Im Zuge eines strafrechtlichen Ermittlungsverfahrens gegen eine andere Spedition wurde er als Zeuge vernommen. Dabei wies er auch auf die weiteren Aushilfsfahrten hin. Das Hauptzollamt (Finanzkontrolle Schwarzarbeit, FKS) leitete daraufhin ein neues Ermittlungsverfahren wegen des Verdachts der Scheinselbständigkeit ein und gab den Vorgang an die Staatsanwaltschaft weiter. Obwohl das Begleitschreiben keinerlei Hinweise darauf enthielt, dass noch weitere Fahrer als Scheinselbstständige beschäftigt wurden, beantragte die Staatsanwaltschaft, ohne allerdings den Verdacht auf konkrete Anhaltspunkte stützen zu können, eine Durchsuchung der Geschäftsräume der Spedition sowie der Wohnräume der Geschäftsführerin, um Informationen über weitere Scheinselbständige zu gewinnen.
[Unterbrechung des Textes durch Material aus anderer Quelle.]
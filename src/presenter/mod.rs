//! Rendering side of an alarm card.
//!
//! The alarm model only hands over an [`AlarmView`]: the id, the formatted
//! time, the chosen [`DisplayStrategy`] and the active days. Everything about
//! markup and attaching to a page lives here.

pub mod card;
pub mod container;
pub mod node;

use crate::alarm::{
    AlarmId, AlarmState, Day, DisplaySettings, DisplayStrategy, select_display_strategy_with,
};

pub use card::{CardPresenter, TextPresenter};
pub use container::AlarmContainer;
pub use node::Node;

#[derive(Debug, Clone, PartialEq, Eq)]
pub struct AlarmView {
    pub id: AlarmId,
    pub time: String,
    pub strategy: DisplayStrategy,
    pub active_days: Vec<Day>,
}

impl AlarmView {
    pub fn from_state(state: &AlarmState) -> Self {
        Self::from_state_with(state, &DisplaySettings::default())
    }

    pub fn from_state_with(state: &AlarmState, settings: &DisplaySettings) -> Self {
        Self {
            id: state.id(),
            time: state.formatted_time(),
            strategy: select_display_strategy_with(state, settings),
            active_days: state.active_day_list(),
        }
    }

    /// Element id for the card. Prefixed so it never starts with a digit.
    pub fn dom_id(&self) -> String {
        dom_id_for(&self.id)
    }
}

pub(crate) fn dom_id_for(id: &AlarmId) -> String {
    format!("alarm-{id}")
}

pub trait AlarmPresenter {
    type Output;

    fn render(&self, view: &AlarmView) -> Self::Output;
}
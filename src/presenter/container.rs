use tracing::debug;

use crate::alarm::AlarmId;
use crate::presenter::{Node, dom_id_for};

pub const CONTAINER_ID: &str = "rp-container-alarms";

/// Page region holding rendered alarm cards. Attaching is always an explicit
/// call; building an alarm or a card never touches the container.
#[derive(Debug, Clone, PartialEq, Eq)]
pub struct AlarmContainer {
    cards: Vec<Node>,
}

impl Default for AlarmContainer {
    fn default() -> Self {
        Self::new()
    }
}

impl AlarmContainer {
    pub fn new() -> Self {
        Self { cards: Vec::new() }
    }

    /// Appends `card`. A card whose id is already shown is treated as a
    /// re-render of that alarm: it takes the old card's slot and the old card
    /// is returned. Callers that never re-render should treat `Some` as an id
    /// collision.
    pub fn attach(&mut self, card: Node) -> Option<Node> {
        if let Some(existing) = self
            .cards
            .iter_mut()
            .find(|existing| existing.id.is_some() && existing.id == card.id)
        {
            debug!(card = ?card.id, "replaced alarm card");
            return Some(std::mem::replace(existing, card));
        }
        debug!(card = ?card.id, "attached alarm card");
        self.cards.push(card);
        None
    }

    /// Removes the card of the alarm whose close affordance was used.
    pub fn detach(&mut self, id: &AlarmId) -> Option<Node> {
        let dom_id = dom_id_for(id);
        let position = self
            .cards
            .iter()
            .position(|card| card.id.as_deref() == Some(dom_id.as_str()))?;
        debug!(card = %dom_id, "detached alarm card");
        Some(self.cards.remove(position))
    }

    pub fn cards(&self) -> &[Node] {
        &self.cards
    }

    pub fn to_html(&self) -> String {
        let root = self
            .cards
            .iter()
            .cloned()
            .fold(Node::new("div").with_id(CONTAINER_ID), Node::with_child);
        root.to_html()
    }
}
use std::fmt;
use std::str::FromStr;

use chrono::Weekday;

use crate::alarm::AlarmError;

/// Day of the week an alarm can be active on.
///
/// Declaration order is the canonical Sunday-first order. Iteration, the
/// serialized day map and every on-screen day row follow it.
#[derive(Debug, Clone, Copy, PartialEq, Eq, Hash, PartialOrd, Ord)]
pub enum Day {
    Sunday,
    Monday,
    Tuesday,
    Wednesday,
    Thursday,
    Friday,
    Saturday,
}

impl Day {
    pub const ALL: [Day; 7] = [
        Day::Sunday,
        Day::Monday,
        Day::Tuesday,
        Day::Wednesday,
        Day::Thursday,
        Day::Friday,
        Day::Saturday,
    ];

    /// Zero-based position in the Sunday-first week.
    pub const fn index(self) -> usize {
        self as usize
    }

    pub const fn name(self) -> &'static str {
        match self {
            Day::Sunday => "Sunday",
            Day::Monday => "Monday",
            Day::Tuesday => "Tuesday",
            Day::Wednesday => "Wednesday",
            Day::Thursday => "Thursday",
            Day::Friday => "Friday",
            Day::Saturday => "Saturday",
        }
    }

    /// Lowercase key used in the serialized day map.
    pub const fn key(self) -> &'static str {
        match self {
            Day::Sunday => "sunday",
            Day::Monday => "monday",
            Day::Tuesday => "tuesday",
            Day::Wednesday => "wednesday",
            Day::Thursday => "thursday",
            Day::Friday => "friday",
            Day::Saturday => "saturday",
        }
    }

    pub fn abbreviation(self) -> &'static str {
        &self.name()[..3]
    }

    pub fn initial(self) -> char {
        self.abbreviation().chars().next().unwrap_or('?')
    }

    /// Accepts a full day name or its three-letter abbreviation, in any case.
    pub fn from_label(input: &str) -> Result<Self, AlarmError> {
        let wanted = input.trim();
        Day::ALL
            .into_iter()
            .find(|day| {
                wanted.eq_ignore_ascii_case(day.name())
                    || wanted.eq_ignore_ascii_case(day.abbreviation())
            })
            .ok_or_else(|| AlarmError::UnknownDayKey(input.to_string()))
    }
}

impl fmt::Display for Day {
    fn fmt(&self, f: &mut fmt::Formatter<'_>) -> fmt::Result {
        f.write_str(self.name())
    }
}

/// Strict parse of a serialized day key; only the lowercase full name matches.
impl FromStr for Day {
    type Err = AlarmError;

    fn from_str(s: &str) -> Result<Self, Self::Err> {
        Day::ALL
            .into_iter()
            .find(|day| day.key() == s)
            .ok_or_else(|| AlarmError::UnknownDayKey(s.to_string()))
    }
}

impl From<Weekday> for Day {
    fn from(value: Weekday) -> Self {
        match value {
            Weekday::Sun => Day::Sunday,
            Weekday::Mon => Day::Monday,
            Weekday::Tue => Day::Tuesday,
            Weekday::Wed => Day::Wednesday,
            Weekday::Thu => Day::Thursday,
            Weekday::Fri => Day::Friday,
            Weekday::Sat => Day::Saturday,
        }
    }
}

impl From<Day> for Weekday {
    fn from(value: Day) -> Self {
        match value {
            Day::Sunday => Weekday::Sun,
            Day::Monday => Weekday::Mon,
            Day::Tuesday => Weekday::Tue,
            Day::Wednesday => Weekday::Wed,
            Day::Thursday => Weekday::Thu,
            Day::Friday => Weekday::Fri,
            Day::Saturday => Weekday::Sat,
        }
    }
}
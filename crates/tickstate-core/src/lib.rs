//! # tickstate-core
//!
//! Foundation types shared by every tickstate crate:
//!
//! - **Tick**: the discrete simulation step counter all freshness is measured in
//! - **Branded IDs**: [`SessionId`], [`AccountId`] as newtypes for type safety
//! - **Geometry**: [`WorldPoint`] and [`SceneBounds`] with Chebyshev distance
//! - **Simulation boundary**: the read-only [`SimulationClient`] trait and the raw
//!   records it returns
//! - **Errors**: [`StateError`] via `thiserror`

#![deny(unsafe_code)]

pub mod client;
pub mod constants;
pub mod errors;
pub mod geometry;
pub mod ids;
pub mod items;
pub mod skills;

pub use client::{
    ActorRef, ChatKind, GraphicRecord, GroundItemRecord, ItemDefinition, LocalActor, NpcRecord,
    ObjectDefinition, ObjectRecord, PlayerRecord, ProjectileRecord, SimulationClient,
};
pub use errors::{Result, StateError};
pub use geometry::{SceneBounds, WorldPoint};
pub use ids::{AccountId, SessionId};
pub use items::Item;
pub use skills::Skill;

/// One discrete simulation step. Starts at 0 for every session.
pub type Tick = u64;

/// Client animation cycles per tick.
pub const CYCLES_PER_TICK: i32 = 30;
// ─────────────────────────────────────────────────────────────────────────────
// Lifecycle, enrichment, diagnostics
// ─────────────────────────────────────────────────────────────────────────────

#[test]
fn hooks_fire_once_per_session() {
    let client = ScriptedClient::logged_in();
    let hook = Arc::new(CountingHook::default());
    let mut service = StateService::builder(Arc::clone(&client) as Arc<dyn SimulationClient>)
        .with_settings(settings())
        .with_hook(hook.clone())
        .build();

    let _ = service.on_session_start(None);
    for _ in 0..3 {
        service.on_tick();
    }
    service.on_session_end();
    service.on_session_end();

    assert_eq!(hook.starts.load(Ordering::Relaxed), 1);
    assert_eq!(hook.ends.load(Ordering::Relaxed), 1);
    assert_eq!(*hook.accounts.lock(), vec![Some("Zezima".to_string())]);
}

#[test]
fn hooks_wait_for_the_account_name() {
    let client = ScriptedClient::logged_in();
    client.edit(|s| {
        if let Some(local) = s.local.as_mut() {
            local.name = None;
        }
    });
    let hook = Arc::new(CountingHook::default());
    let mut service = StateService::builder(Arc::clone(&client) as Arc<dyn SimulationClient>)
        .with_settings(settings())
        .with_hook(hook.clone())
        .build();

    let _ = service.on_session_start(None);
    service.on_tick();
    assert_eq!(hook.starts.load(Ordering::Relaxed), 0);
    assert!(service.account().is_none());

    client.edit(|s| s.local = Some(local("Zezima")));
    service.on_tick();
    service.on_tick();
    assert_eq!(hook.starts.load(Ordering::Relaxed), 1);
    assert_eq!(service.account().map(|a| a.as_str()), Some("Zezima"));
}

#[test]
fn session_without_identity_skips_end_hooks() {
    let client = ScriptedClient::logged_in();
    client.edit(|s| s.local = None);
    let hook = Arc::new(CountingHook::default());
    let mut service = StateService::builder(Arc::clone(&client) as Arc<dyn SimulationClient>)
        .with_settings(settings())
        .with_hook(hook.clone())
        .build();

    let _ = service.on_session_start(None);
    service.on_tick();
    service.on_session_end();
    assert_eq!(hook.starts.load(Ordering::Relaxed), 0);
    assert_eq!(hook.ends.load(Ordering::Relaxed), 0);
}
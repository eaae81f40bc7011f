//! Settings error types.

use std::path::PathBuf;

use thiserror::Error;

/// Why settings could not be loaded.
#[derive(Debug, Error)]
pub enum SettingsError {
    /// The settings file exists but could not be read.
    #[error("cannot read settings file {}: {source}", path.display())]
    Read {
        /// File that failed.
        path: PathBuf,
        /// Underlying I/O failure.
        #[source]
        source: std::io::Error,
    },

    /// The settings file is not JSON.
    #[error("settings file {} is not valid JSON: {source}", path.display())]
    Parse {
        /// File that failed.
        path: PathBuf,
        /// Parser failure.
        #[source]
        source: serde_json::Error,
    },

    /// The merged document does not fit the settings shape.
    #[error("settings do not match the expected shape: {0}")]
    Shape(#[from] serde_json::Error),

    /// A value the cache cannot run with.
    #[error("{key} {reason}")]
    OutOfRange {
        /// camelCase path of the offending key.
        key: &'static str,
        /// What is wrong with it.
        reason: String,
    },
}

/// Result type for settings operations.
pub type Result<T> = std::result::Result<T, SettingsError>;

// ─────────────────────────────────────────────────────────────────────────────
// Tests
// ─────────────────────────────────────────────────────────────────────────────
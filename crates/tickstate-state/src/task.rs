//! Long-running assignment progress.

use std::collections::BTreeSet;

use serde::{Deserialize, Serialize};

use crate::world::NpcSnapshot;

/// Points needed to skip an assignment.
pub const SKIP_COST: i32 = 30;
/// Points needed to block an assignment.
pub const BLOCK_COST: i32 = 100;
/// Completion percentage considered nearly done.
pub const NEAR_COMPLETION_PERCENT: i32 = 80;
/// Master id of the wilderness assigner.
pub const WILDERNESS_MASTER_ID: i32 = 7;

/// Display name of an assigner by its counter id.
#[must_use]
pub fn master_name(master_id: i32) -> Option<&'static str> {
    Some(match master_id {
        1 => "Turael",
        2 => "Mazchna",
        3 => "Vannaka",
        4 => "Chaeldar",
        5 => "Nieve",
        6 => "Konar quo Maten",
        7 => "Krystilia",
        8 => "Duradel",
        _ => return None,
    })
}

/// Assignment progress as of one rebuild.
#[derive(Clone, Debug, Default, PartialEq, Eq, Serialize, Deserialize)]
pub struct TaskProgressState {
    /// Target creature name.
    pub name: Option<String>,
    /// Location restriction.
    pub location: Option<String>,
    /// Kills left.
    pub remaining: i32,
    /// Kills assigned.
    pub initial: i32,
    /// Reward points.
    pub points: i32,
    /// Consecutive completions.
    pub streak: i32,
    /// Consecutive wilderness completions.
    pub wilderness_streak: i32,
    /// Counter id of the assigner.
    pub master_id: Option<i32>,
    /// Purchased unlock keys.
    pub unlocks: BTreeSet<String>,
    /// Blocked creature names.
    pub blocked: Vec<String>,
    /// Creature names with an extension unlock.
    pub extended: BTreeSet<String>,
    /// Skill level governing assignments.
    pub task_level: i32,
    /// Assignment creatures in the scene, as reported by the tracking
    /// service. Empty when the counters were the source.
    pub targets: Vec<NpcSnapshot>,
}

impl TaskProgressState {
    /// No assignment.
    #[must_use]
    pub fn empty() -> Self {
        Self::default()
    }

    fn named(&self) -> bool {
        self.name.as_deref().is_some_and(|n| !n.is_empty())
    }

    /// An assignment with kills left.
    #[must_use]
    pub fn has_task(&self) -> bool {
        self.named() && self.remaining > 0
    }

    /// An assignment that was started and has no kills left.
    #[must_use]
    pub fn is_complete(&self) -> bool {
        self.named() && self.remaining == 0 && self.initial > 0
    }

    /// Whether any assignment creature is in the scene.
    #[must_use]
    pub fn has_targets_nearby(&self) -> bool {
        !self.targets.is_empty()
    }

    /// Whether the NPC at scene `index` is an assignment creature.
    #[must_use]
    pub fn is_target(&self, index: i32) -> bool {
        self.targets.iter().any(|npc| npc.index == index)
    }

    /// Whether the assignment is restricted to an area.
    #[must_use]
    pub fn is_location_restricted(&self) -> bool {
        self.location.as_deref().is_some_and(|l| !l.is_empty())
    }

    /// Whether the wilderness assigner gave this task.
    #[must_use]
    pub fn is_wilderness_task(&self) -> bool {
        self.master_id == Some(WILDERNESS_MASTER_ID)
    }

    /// Assigner display name.
    #[must_use]
    pub fn master_name(&self) -> Option<&'static str> {
        self.master_id.and_then(master_name)
    }

    /// Kills done so far.
    #[must_use]
    pub fn kills_completed(&self) -> i32 {
        if self.initial <= 0 {
            return 0;
        }
        (self.initial - self.remaining).max(0)
    }

    /// Completion in whole percent, 0..=100.
    #[must_use]
    pub fn completion_percent(&self) -> i32 {
        if self.initial <= 0 {
            return 0;
        }
        (self.kills_completed() * 100 / self.initial).min(100)
    }

    /// At least [`NEAR_COMPLETION_PERCENT`] done.
    #[must_use]
    pub fn is_near_completion(&self) -> bool {
        self.completion_percent() >= NEAR_COMPLETION_PERCENT
    }

    /// Whether `cost` points are available.
    #[must_use]
    pub fn can_afford(&self, cost: i32) -> bool {
        self.points >= cost
    }

    /// Enough points to skip.
    #[must_use]
    pub fn can_skip(&self) -> bool {
        self.can_afford(SKIP_COST)
    }

    /// Enough points to block.
    #[must_use]
    pub fn can_block(&self) -> bool {
        self.can_afford(BLOCK_COST)
    }

    /// Streak that applies to the current assigner.
    #[must_use]
    pub fn relevant_streak(&self) -> i32 {
        if self.is_wilderness_task() {
            self.wilderness_streak
        } else {
            self.streak
        }
    }

    /// Whether an unlock was purchased.
    #[must_use]
    pub fn has_unlock(&self, key: &str) -> bool {
        self.unlocks.contains(key)
    }

    /// Whether a creature is blocked (case-insensitive).
    #[must_use]
    pub fn is_task_blocked(&self, creature: &str) -> bool {
        self.blocked.iter().any(|b| b.eq_ignore_ascii_case(creature))
    }

    /// Whether the current creature has an extension unlock.
    #[must_use]
    pub fn is_current_task_extended(&self) -> bool {
        let Some(name) = self.name.as_deref() else {
            return false;
        };
        self.extended.iter().any(|e| e.eq_ignore_ascii_case(name))
    }

    /// Whether fewer than `max_slots` blocks are used.
    #[must_use]
    pub fn can_block_more(&self, max_slots: usize) -> bool {
        self.blocked.len() < max_slots
    }

    /// One-line description for logs.
    #[must_use]
    pub fn summary(&self) -> String {
        let mut out = String::from("TaskProgress[");
        let name = self.name.as_deref().unwrap_or_default();
        if self.has_task() {
            out.push_str("task=");
            out.push_str(name);
            if let Some(location) = self.location.as_deref() {
                out.push_str(&format!(" ({location})"));
            }
            out.push_str(&format!(
                ", kills={}/{} ({}%)",
                self.remaining,
                self.initial,
                self.completion_percent()
            ));
        } else if self.is_complete() {
            out.push_str(&format!("task={name} COMPLETE"));
        } else {
            out.push_str("no task");
        }
        out.push_str(&format!(", points={}, streak={}", self.points, self.streak));
        if let Some(master) = self.master_name() {
            out.push_str(&format!(", master={master}"));
        }
        out.push(']');
        out
    }
}

// ─────────────────────────────────────────────────────────────────────────────
// Tests
// ─────────────────────────────────────────────────────────────────────────────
Die Durchsuchung blieb jedoch ergebnislos. Im Rahmen der Verteidigung wurde argumentiert, dass die sozialversicherungsrechtliche Bewertung der Aushilfsfahrten rechtlich schwierig sei und vieles für eine Selbstständigkeit des Aushilfsfahrers spreche. Deshalb müsse zunächst eine Entscheidung der Sozialgerichte abgewartet werden. Vorsorglich wurde ein Antrag auf Aussetzung des Ermittlungsverfahrens gestellt, um die vorrangig gebotene Klärung durch die Sozialgerichte herbeiführen zu können.

Die Staatsanwaltschaft stellte daraufhin das Verfahren ein.